"""
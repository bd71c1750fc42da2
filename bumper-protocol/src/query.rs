//! Query-string parameter extraction
//!
//! Query format: `name=value` pairs separated by `&`, e.g. `ud=120&lr=-40`.
//! Values are decimal integers; anything after the digits is ignored.

/// Largest command magnitude accepted by the vehicle
pub const MAX_COMMAND: i32 = 255;

/// Look up an integer parameter in a query string
///
/// Returns `None` if the parameter is absent. A parameter that is present
/// but not numeric yields `Some(0)`. Parsing stops at the first space, so a
/// query still followed by ` HTTP/1.1` is accepted as well.
pub fn param_value(query: &str, name: &str) -> Option<i32> {
    let query = query.split(' ').next().unwrap_or("");

    query
        .split('&')
        .filter_map(|pair| pair.split_once('='))
        .find(|(key, _)| *key == name)
        .map(|(_, value)| parse_int(value))
}

/// Lenient decimal integer conversion
///
/// Accepts leading whitespace, an optional sign and leading digits. Input
/// without digits converts to 0 and out-of-range values saturate.
pub fn parse_int(text: &str) -> i32 {
    let text = text.trim_start();
    let (negative, digits) = match text.as_bytes().first() {
        Some(b'-') => (true, &text[1..]),
        Some(b'+') => (false, &text[1..]),
        _ => (false, text),
    };

    let mut value: i32 = 0;
    for byte in digits.bytes().take_while(u8::is_ascii_digit) {
        let digit = (byte - b'0') as i32;
        value = if negative {
            value.saturating_mul(10).saturating_sub(digit)
        } else {
            value.saturating_mul(10).saturating_add(digit)
        };
    }
    value
}

/// Clamp a command value to the accepted range
pub fn clamp_command(value: i32) -> i32 {
    value.clamp(-MAX_COMMAND, MAX_COMMAND)
}

#[cfg(test)]
mod tests {
    use super::*;

    #[test]
    fn test_first_param() {
        assert_eq!(param_value("ud=120&lr=-40", "ud"), Some(120));
    }

    #[test]
    fn test_last_param() {
        assert_eq!(param_value("ud=120&lr=-40", "lr"), Some(-40));
    }

    #[test]
    fn test_missing_param() {
        assert_eq!(param_value("ud=120&lr=-40", "speed"), None);
        assert_eq!(param_value("", "ud"), None);
    }

    #[test]
    fn test_single_param() {
        assert_eq!(param_value("ud=255", "ud"), Some(255));
    }

    #[test]
    fn test_trailing_http_version() {
        assert_eq!(param_value("ud=10&lr=7 HTTP/1.1", "lr"), Some(7));
    }

    #[test]
    fn test_name_must_match_exactly() {
        assert_eq!(param_value("xud=5&ud=9", "ud"), Some(9));
        assert_eq!(param_value("udx=5", "ud"), None);
    }

    #[test]
    fn test_first_occurrence_wins() {
        assert_eq!(param_value("ud=1&ud=2", "ud"), Some(1));
    }

    #[test]
    fn test_non_numeric_value_is_zero() {
        assert_eq!(param_value("ud=fast", "ud"), Some(0));
        assert_eq!(param_value("ud=", "ud"), Some(0));
    }

    #[test]
    fn test_parse_int() {
        assert_eq!(parse_int("42"), 42);
        assert_eq!(parse_int("-42"), -42);
        assert_eq!(parse_int("+7"), 7);
        assert_eq!(parse_int("  13"), 13);
        assert_eq!(parse_int("12abc"), 12);
        assert_eq!(parse_int("abc"), 0);
        assert_eq!(parse_int("-"), 0);
    }

    #[test]
    fn test_parse_int_saturates() {
        assert_eq!(parse_int("99999999999"), i32::MAX);
        assert_eq!(parse_int("-99999999999"), i32::MIN);
    }

    #[test]
    fn test_clamp_command() {
        assert_eq!(clamp_command(-10), -10);
        assert_eq!(clamp_command(300), 255);
        assert_eq!(clamp_command(-300), -255);
        assert_eq!(clamp_command(i32::MIN), -255);
    }
}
"""
= Task details =
Return the lines containing "negative", taking each one from the listing.

= Answer space =
    let (negative, digits) = match text.as_bytes().first() {
        value = if negative {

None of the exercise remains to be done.